La degradación del panorama político que padecemos asusta hasta a los más tranquilos. Por si no lo teníamos claro, que la mayoría sí, Zapatero y Rajoy han escenificado otra bufonada, y ya van muchas, donde la mezquindad se impone a la cordura y sus intereses personales al general. Que las cabezas visibles de los dos partidos que han obtenido el 84% de los votos en las elecciones del 2008 sean incapaces de llegar al mínimo acuerdo, cuando este país vive la peor situación socioeconómica desde finales del siglo XIX, los inhabilita de plano para las responsabilidades que a día de hoy ostentan, o las que pudiesen aspirar a ostentar en el futuro. Me recordaron una sección de los antiguos tebeos que se llamaba Diálogo de besugos , que reproducía una conversación entre dos personas que comenzaba con un «buenos días» a lo que el otro respondía, «buenas tardes», y así seguían contestándose con temas totalmente diferentes hasta finalizar de igual modo.
Aquí uno ha perdido su credibilidad al no contar a los españoles la verdad y al limitar toda su capacidad de respuesta a una serie de parches que pretendían maquillar la realidad. El otro no tiene proyecto más allá de intentar ser presidente y, por tanto, nunca firmará pacto alguno. Ha declarado esta semana que para tal empresa incluso contará con un presidente autonómico sobre el que pesan dudas muy razonables sobre la legalidad de su proceder, acuciado por la necesidad de los votos valencianos.
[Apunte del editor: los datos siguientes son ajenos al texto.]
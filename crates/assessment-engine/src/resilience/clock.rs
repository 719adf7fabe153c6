use std::sync::{Mutex, PoisonError};

use chrono::{DateTime, Duration, Utc};

/// Time source shared by the circuit breaker and passport freshness checks.
pub trait Clock: Send + Sync {
    fn now(&self) -> DateTime<Utc>;
}

#[derive(Debug, Clone, Copy, Default)]
pub struct SystemClock;

impl Clock for SystemClock {
    fn now(&self) -> DateTime<Utc> {
        Utc::now()
    }
}

/// Clock that only moves when told to.
#[derive(Debug)]
pub struct ManualClock {
    now: Mutex<DateTime<Utc>>,
}

impl ManualClock {
    pub fn new(start: DateTime<Utc>) -> Self {
        Self {
            now: Mutex::new(start),
        }
    }

    pub fn advance(&self, by: Duration) {
        let mut now = self.now.lock().unwrap_or_else(PoisonError::into_inner);
        *now += by;
    }

    pub fn set(&self, to: DateTime<Utc>) {
        *self.now.lock().unwrap_or_else(PoisonError::into_inner) = to;
    }
}

impl Clock for ManualClock {
    fn now(&self) -> DateTime<Utc> {
        *self.now.lock().unwrap_or_else(PoisonError::into_inner)
    }
}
Aunque se confirmase su imputación. Dos zafios incompetentes que juegan a las casitas con el patrimonio de los españoles. Enrocados en sus posiciones y con unos lugartenientes tan previsibles y autómatas que dan arcadas, eso sí, todos y todas muy bien pagados ¿Qué hemos hecho para que dos personas que en otra época serían unos manzanillos o vulgares conspiradores de corte nos puteen con saña? Dos pichas flojas que si tuviesen que defenderse en una empresa privada, como autónomos o asalariados no comían caliente en su vida ¿cómo vamos los españoles a mostrar confianza en el futuro?
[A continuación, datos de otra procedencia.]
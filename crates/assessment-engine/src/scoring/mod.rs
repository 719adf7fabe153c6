//! Scoring pipeline: normalization, indicator and competency roll-up,
//! goal-specific strategies, confidence intervals and response consistency.

pub mod aggregation;
pub mod confidence;
pub mod consistency;
pub mod normalizer;
pub mod precision;
pub mod strategy;

pub use aggregation::{
    CompetencyAggregation, CompetencyScore, ConfidenceInterval, IndicatorAggregation,
    IndicatorScore,
};
pub use confidence::ConfidenceIntervalCalculator;
pub use consistency::{ConsistencyResult, ResponseConsistencyAnalyzer};
pub use normalizer::ScoreNormalizer;
pub use precision::{meets_threshold, round4};
pub use strategy::{ScoringEngine, ScoringResult, ScoringStrategy, StrategySelection};
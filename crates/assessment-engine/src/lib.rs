//! Psychometric scoring and test assembly.
//!
//! Answers are normalized to a 0-1 scale, rolled up through weighted
//! indicators into competency scores, and bounded with reliability-based
//! confidence intervals. Tests are assembled from the question bank either
//! per competency or from a gap analysis against an occupational benchmark.

pub mod assembly;
pub mod bank;
pub mod config;
pub mod domain;
pub mod error;
pub mod lookup;
pub mod resilience;
pub mod router;
pub mod scoring;
pub mod service;
pub mod submission;
pub mod telemetry;

#[cfg(test)]
mod tests;

pub use assembly::{AssemblyBlueprint, AssemblyError, TestAssembler};
pub use config::{AppConfig, EngineConfig};
pub use error::AppError;
pub use router::assessment_router;
pub use service::{AssessmentService, Collaborators, ServiceError, SessionReport};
Pero el mal toca todos los palos. Miren si no al presidente de la patronal. ¿Qué autoridad moral puede tener un tipo de esta catadura? ¿Y los sindicatos? A lo suyo. Un discurso caduco y ramplón sustentado por miles de liberados a cuenta de todos los españoles. Una burbuja más, para muestra el primero de mayo. En todo eso sí nos parecemos a Grecia y Portugal, aunque nuestro sistema económico sea por el momento más fuerte. Pero denle tiempo a esta pandilla de indocumentados que ese camino pronto se hará. Por el momento, y en muy poquito tiempo, ya han reducido nuestra imagen de la Champions League a la de los tebeos. Y si esto ocurre por arriba me tiembla la neurona al pensar lo que sucederá por abajo. Dicho en general y sin acritud.
Y aunque me tenía prometido no tocar en un tiempo la carnavalada política de Noia, otra semana más la triste realidad manda. De nuevo a cuenta del saneamiento ¡Y ahí se han puesto a retozar en los lodos! Pierden los mismos de siempre -los ciudadanos de Noia- y se cubren de gloria los habituales. ¡Qué lástima que alguno no se plantee marcharse a su casa!